Enfin, Gondry parvient à rendre compte de la narration et de l’écriture en train de se faire, comme une métaphore d’une certaine fatalité, par la représentation d’employés qui tapent à la machine à la chaine. La machine est fixée à une chaine de production et chacun tape un bout de phrase, au bout de la chaine la machine disparait. Ce procédé narratif permet de montrer à quel point l’écriture crée le monde qu’on découvre, à quel point on est dans l’action en train de se produire. Il s’agit au sens littéral d’une écriture automatisée, d’une écriture automatique si on ose le dire. Cette représentation du passage, comme lorsque la machine à écrire disparait, est utilisée à maintes reprises, notamment dans le service de Nicolas, qui débarrasse la table en jetant les plats à terre, en faisant littéralement table rase.

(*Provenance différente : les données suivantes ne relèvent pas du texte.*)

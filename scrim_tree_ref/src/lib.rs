// Copyright 2025 the Scrim Authors
// SPDX-License-Identifier: Apache-2.0 OR MIT

//! Scrim Tree Ref: an in-memory reference [`TreeProvider`].
//!
//! ## Overview
//!
//! A real host backs [`TreeProvider`] with a live accessibility (or similar)
//! connection to the foreground application. This crate provides the
//! reference implementation: a plain in-memory tree with the same handle
//! discipline, used by the workspace's tests and doctests and usable by
//! hosts that want to drive the overlay core against synthetic content.
//!
//! Two properties make it useful as a test harness:
//!
//! - **Borrow accounting.** Every handle the provider issues counts as an
//!   outstanding borrow until released; [`RefTree::outstanding`] turns the
//!   "release everything you do not return" contract into an assertion.
//! - **Invalidation on demand.** [`RefTree::detach`] simulates a node torn
//!   down by an asynchronous repaint: subsequent queries on its key answer
//!   `None`/empty/`false`, exactly as a stale live handle would. Keys are
//!   never reused, so a stale key can never alias a different live node.
//!
//! ```
//! use scrim_geometry::ScreenRect;
//! use scrim_provider::TreeProvider;
//! use scrim_tree_ref::RefTree;
//!
//! let mut tree = RefTree::new();
//! let root = tree.insert_root(ScreenRect::new(0, 0, 1080, 2000));
//! tree.insert(root, ScreenRect::new(100, 100, 300, 200));
//!
//! let handle = tree.current_root().unwrap();
//! assert_eq!(tree.children(&handle).len(), 1);
//! // ...two borrows are now outstanding: the root and the child.
//! assert_eq!(tree.outstanding(), 2);
//! ```
//!
//! This crate is `no_std` and uses `alloc`.

#![no_std]

extern crate alloc;

use alloc::string::{String, ToString};
use alloc::vec::Vec;
use core::cell::{Cell, RefCell};

use hashbrown::HashMap;

use scrim_geometry::ScreenRect;
use scrim_provider::{NodeStateFlags, TreeProvider};

/// Key of one node in a [`RefTree`].
///
/// Keys are allocated monotonically and never reused, which gives the same
/// no-aliasing guarantee a generational handle would: a key outlives its
/// node only as a stale key that every query answers with `None`.
#[derive(Copy, Clone, Debug, PartialEq, Eq, Hash)]
pub struct NodeKey(u32);

#[derive(Debug, Default)]
struct NodeData {
    bounds: ScreenRect,
    parent: Option<NodeKey>,
    children: Vec<NodeKey>,
    class_name: Option<String>,
    text: Option<String>,
    content_description: Option<String>,
    view_id: Option<String>,
    package_name: Option<String>,
    flags: NodeStateFlags,
}

#[derive(Debug, Default)]
struct Inner {
    nodes: HashMap<NodeKey, NodeData>,
    root: Option<NodeKey>,
    next: u32,
}

/// Synthetic input recorded by the reference provider.
#[derive(Clone, Debug, PartialEq, Eq)]
pub enum RecordedInput {
    /// A tap at `(x, y)` held for the given milliseconds.
    Tap(i32, i32, u32),
    /// A swipe from `(x1, y1)` to `(x2, y2)` over the given milliseconds.
    Swipe(i32, i32, i32, i32, u32),
    /// Text set on a node.
    SetText(NodeKey, String),
    /// Default action performed on a node.
    DefaultAction(NodeKey),
}

/// In-memory [`TreeProvider`] with borrow accounting.
#[derive(Debug)]
pub struct RefTree {
    inner: RefCell<Inner>,
    borrows: Cell<isize>,
    input_log: RefCell<Vec<RecordedInput>>,
    accept_input: Cell<bool>,
}

impl Default for RefTree {
    fn default() -> Self {
        Self::new()
    }
}

impl RefTree {
    /// Creates an empty tree (no root; all queries answer empty).
    #[must_use]
    pub fn new() -> Self {
        Self {
            inner: RefCell::new(Inner::default()),
            borrows: Cell::new(0),
            input_log: RefCell::new(Vec::new()),
            accept_input: Cell::new(true),
        }
    }

    /// Inserts the root node, replacing any previous tree content's root
    /// link. Returns its key.
    pub fn insert_root(&mut self, bounds: ScreenRect) -> NodeKey {
        let key = self.alloc(bounds, None);
        self.inner.get_mut().root = Some(key);
        key
    }

    /// Inserts a child under `parent`, appended in child-index order.
    /// A stale parent key leaves the node unreachable from the root.
    pub fn insert(&mut self, parent: NodeKey, bounds: ScreenRect) -> NodeKey {
        let key = self.alloc(bounds, Some(parent));
        let inner = self.inner.get_mut();
        if let Some(p) = inner.nodes.get_mut(&parent) {
            p.children.push(key);
        }
        key
    }

    fn alloc(&mut self, bounds: ScreenRect, parent: Option<NodeKey>) -> NodeKey {
        let inner = self.inner.get_mut();
        let key = NodeKey(inner.next);
        inner.next += 1;
        inner.nodes.insert(
            key,
            NodeData {
                bounds,
                parent,
                ..NodeData::default()
            },
        );
        key
    }

    /// The root's key without counting a borrow (test convenience).
    #[must_use]
    pub fn root_key(&self) -> Option<NodeKey> {
        self.inner.borrow().root
    }

    /// Simulates asynchronous invalidation: the node disappears from its
    /// parent's child list and every query on its key now answers stale.
    pub fn detach(&mut self, key: NodeKey) {
        let inner = self.inner.get_mut();
        if let Some(node) = inner.nodes.remove(&key) {
            if let Some(parent) = node.parent
                && let Some(p) = inner.nodes.get_mut(&parent)
            {
                p.children.retain(|c| *c != key);
            }
            if inner.root == Some(key) {
                inner.root = None;
            }
        }
    }

    /// Moves/resizes a node, as a live app relayout would.
    pub fn set_bounds(&mut self, key: NodeKey, bounds: ScreenRect) {
        if let Some(node) = self.inner.get_mut().nodes.get_mut(&key) {
            node.bounds = bounds;
        }
    }

    /// Sets the node's class name.
    pub fn set_class_name(&mut self, key: NodeKey, class_name: &str) {
        self.with_node(key, |n| n.class_name = Some(class_name.to_string()));
    }

    /// Sets the node's text.
    pub fn set_text(&mut self, key: NodeKey, text: &str) {
        self.with_node(key, |n| n.text = Some(text.to_string()));
    }

    /// Sets the node's content description.
    pub fn set_content_description(&mut self, key: NodeKey, description: &str) {
        self.with_node(key, |n| n.content_description = Some(description.to_string()));
    }

    /// Sets the node's view id.
    pub fn set_view_id(&mut self, key: NodeKey, view_id: &str) {
        self.with_node(key, |n| n.view_id = Some(view_id.to_string()));
    }

    /// Sets the node's package name.
    pub fn set_package_name(&mut self, key: NodeKey, package: &str) {
        self.with_node(key, |n| n.package_name = Some(package.to_string()));
    }

    /// Sets the node's interaction-state flags.
    pub fn set_state_flags(&mut self, key: NodeKey, flags: NodeStateFlags) {
        self.with_node(key, |n| n.flags = flags);
    }

    fn with_node(&mut self, key: NodeKey, f: impl FnOnce(&mut NodeData)) {
        if let Some(node) = self.inner.get_mut().nodes.get_mut(&key) {
            f(node);
        }
    }

    /// Number of issued-but-unreleased handles. Zero after a well-behaved
    /// query (plus one per handle the query returned to you).
    #[must_use]
    pub fn outstanding(&self) -> isize {
        self.borrows.get()
    }

    /// Whether synthetic input is accepted (`true` by default). Set `false`
    /// to exercise dispatch-failure paths.
    pub fn set_accept_input(&mut self, accept: bool) {
        self.accept_input.set(accept);
    }

    /// The synthetic input recorded so far, in dispatch order.
    #[must_use]
    pub fn input_log(&self) -> Vec<RecordedInput> {
        self.input_log.borrow().clone()
    }

    fn borrow_handle(&self, key: NodeKey) -> NodeKey {
        self.borrows.set(self.borrows.get() + 1);
        key
    }

    fn attr(&self, key: &NodeKey, f: impl FnOnce(&NodeData) -> Option<String>) -> Option<String> {
        self.inner.borrow().nodes.get(key).and_then(f)
    }
}

impl TreeProvider for RefTree {
    type Handle = NodeKey;

    fn current_root(&self) -> Option<NodeKey> {
        let root = self.inner.borrow().root?;
        Some(self.borrow_handle(root))
    }

    fn bounds(&self, node: &NodeKey) -> Option<ScreenRect> {
        self.inner.borrow().nodes.get(node).map(|n| n.bounds)
    }

    fn children(&self, node: &NodeKey) -> Vec<NodeKey> {
        let keys = match self.inner.borrow().nodes.get(node) {
            Some(n) => n.children.clone(),
            None => return Vec::new(),
        };
        keys.into_iter().map(|k| self.borrow_handle(k)).collect()
    }

    fn parent(&self, node: &NodeKey) -> Option<NodeKey> {
        let parent = self.inner.borrow().nodes.get(node)?.parent?;
        Some(self.borrow_handle(parent))
    }

    fn release(&self, _node: NodeKey) {
        self.borrows.set(self.borrows.get() - 1);
    }

    fn class_name(&self, node: &NodeKey) -> Option<String> {
        self.attr(node, |n| n.class_name.clone())
    }

    fn text(&self, node: &NodeKey) -> Option<String> {
        self.attr(node, |n| n.text.clone())
    }

    fn content_description(&self, node: &NodeKey) -> Option<String> {
        self.attr(node, |n| n.content_description.clone())
    }

    fn view_id(&self, node: &NodeKey) -> Option<String> {
        self.attr(node, |n| n.view_id.clone())
    }

    fn package_name(&self, node: &NodeKey) -> Option<String> {
        self.attr(node, |n| n.package_name.clone())
    }

    fn state_flags(&self, node: &NodeKey) -> NodeStateFlags {
        self.inner
            .borrow()
            .nodes
            .get(node)
            .map(|n| n.flags)
            .unwrap_or_default()
    }

    fn dispatch_tap(&self, x: i32, y: i32, duration_ms: u32) -> bool {
        if !self.accept_input.get() {
            return false;
        }
        self.input_log
            .borrow_mut()
            .push(RecordedInput::Tap(x, y, duration_ms));
        true
    }

    fn dispatch_swipe(&self, x1: i32, y1: i32, x2: i32, y2: i32, duration_ms: u32) -> bool {
        if !self.accept_input.get() {
            return false;
        }
        self.input_log
            .borrow_mut()
            .push(RecordedInput::Swipe(x1, y1, x2, y2, duration_ms));
        true
    }

    fn set_text(&self, node: &NodeKey, text: &str) -> bool {
        if !self.accept_input.get() {
            return false;
        }
        let mut inner = self.inner.borrow_mut();
        let Some(data) = inner.nodes.get_mut(node) else {
            return false;
        };
        if !data.flags.contains(NodeStateFlags::EDITABLE) {
            return false;
        }
        data.text = Some(text.to_string());
        drop(inner);
        self.input_log
            .borrow_mut()
            .push(RecordedInput::SetText(*node, text.to_string()));
        true
    }

    fn perform_default_action(&self, node: &NodeKey) -> bool {
        if !self.accept_input.get()
            || !self.state_flags(node).contains(NodeStateFlags::CLICKABLE)
        {
            return false;
        }
        self.input_log
            .borrow_mut()
            .push(RecordedInput::DefaultAction(*node));
        true
    }
}
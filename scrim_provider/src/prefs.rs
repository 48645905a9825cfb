// Copyright 2025 the Scrim Authors
// SPDX-License-Identifier: Apache-2.0 OR MIT

//! The single persisted inspector preference.

/// Persistence of the "inspector enabled" boolean.
///
/// Read once at init, written on every toggle. Survives process restarts;
/// the storage mechanism (key-value store, file, registry) is the host's
/// choice and outside the core's contract.
pub trait InspectorPrefs {
    /// Reads the persisted flag. Hosts without a stored value return `false`.
    fn load_enabled(&self) -> bool;

    /// Persists the flag. Best-effort: a failed write is not reported, the
    /// in-memory state stays authoritative for the session.
    fn store_enabled(&mut self, enabled: bool);
}

/// In-memory [`InspectorPrefs`] for hosts and tests that do not persist.
#[derive(Debug, Default, Clone, Copy)]
pub struct EphemeralPrefs {
    enabled: bool,
}

impl InspectorPrefs for EphemeralPrefs {
    fn load_enabled(&self) -> bool {
        self.enabled
    }

    fn store_enabled(&mut self, enabled: bool) {
        self.enabled = enabled;
    }
}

Évidemment l’adaptation d’un tel ouvrage est risquée, et le foisonnement de détails, de procédés, et le résultat surréaliste que cela produit déstabilise quelque peu le spectateur. L’intrigue permet de dépasser ce stade de l’étonnement, mais pour certains elle ne parvient pas à les emmener réellement.
Pour ma part j’ai pourtant vraiment apprécié le film, en voyant s’incarner l’histoire et les personnages que j’avais imaginé lors de ma lecture du livre.
Même si l’écriture que j’avais savourée en parcourant les pages n’est pas aussi présente de fait dans le film que dans l’ouvrage, j’ai noté avec plaisir la fidélité de l’un à l’autre, les jeux de mots et les métaphores. Plus encore, j’ai apprécié la topographie du film. Gondry s’affranchit quelque peu de l’univers marécageux qui fait référence au Sud des Etats-Unis, en conservant tout de même la composante musicale jazz qui s’y rapporte aussi (on voit tout de même cet univers qui ronge la chambre de Chloé et l’appartement du jeune couple), pour installer son intrigue dans un Paris complètement transfiguré.
Contrairement à d’autres films qui masquent les lieux, qui maquillent les noms des rues, ici on identifie les endroits. Des plus évidents aux plus cachés, ou transformés pour le tournage : on reconnait les Buttes Chaumont et la Petite Ceinture, le Pôle Châtelet-les-Halles en construction qui donne une certaine actualité aux lieux, puisque l’endroit est effectivement en travaux en ce moment, ou les rues pavées et le quartier résidentiel où habite Colin (qu’on imagine dans le 20ème sans doute). Les vieilles rames de train appelés les « petits gris », sont réinvesties soit pour effectivement servir de train, ou plus exceptionnellement de passerelle entre les bâtiments où habite Colin. Cette balade dans un Paris réel et fantasmé m’a beaucoup plu, et j’ai aimé cet investissement des lieux. Quelques uns d’entre eux sont d’ailleurs rassemblés ici par la Mairie de Paris, dans le cadre des Parcours Cinéma (d’ailleurs très intéressants).